Collected data entries:
-- Opening Marker --
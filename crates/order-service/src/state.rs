//! 应用状态定义

use std::sync::Arc;

use order_shared::observability::metrics::MetricsSink;

use crate::service::OrderReader;

/// Axum 应用共享状态
#[derive(Clone)]
pub struct AppState {
    pub orders: Arc<dyn OrderReader>,
    pub metrics: Arc<dyn MetricsSink>,
}

impl AppState {
    pub fn new(orders: Arc<dyn OrderReader>, metrics: Arc<dyn MetricsSink>) -> Self {
        Self { orders, metrics }
    }
}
-- Closing Marker --
Each entry must be printed again exactly as given.

filename crates/order-service/src/state.rs
//! 应用状态定义

use std::sync::Arc;

use order_shared::observability::metrics::MetricsSink;

use crate::service::OrderReader;

/// Axum 应用共享状态
#[derive(Clone)]
pub struct AppState {
    pub orders: Arc<dyn OrderReader>,
    pub metrics: Arc<dyn MetricsSink>,
}

impl AppState {
    pub fn new(orders: Arc<dyn OrderReader>, metrics: Arc<dyn MetricsSink>) -> Self {
        Self { orders, metrics }
    }
}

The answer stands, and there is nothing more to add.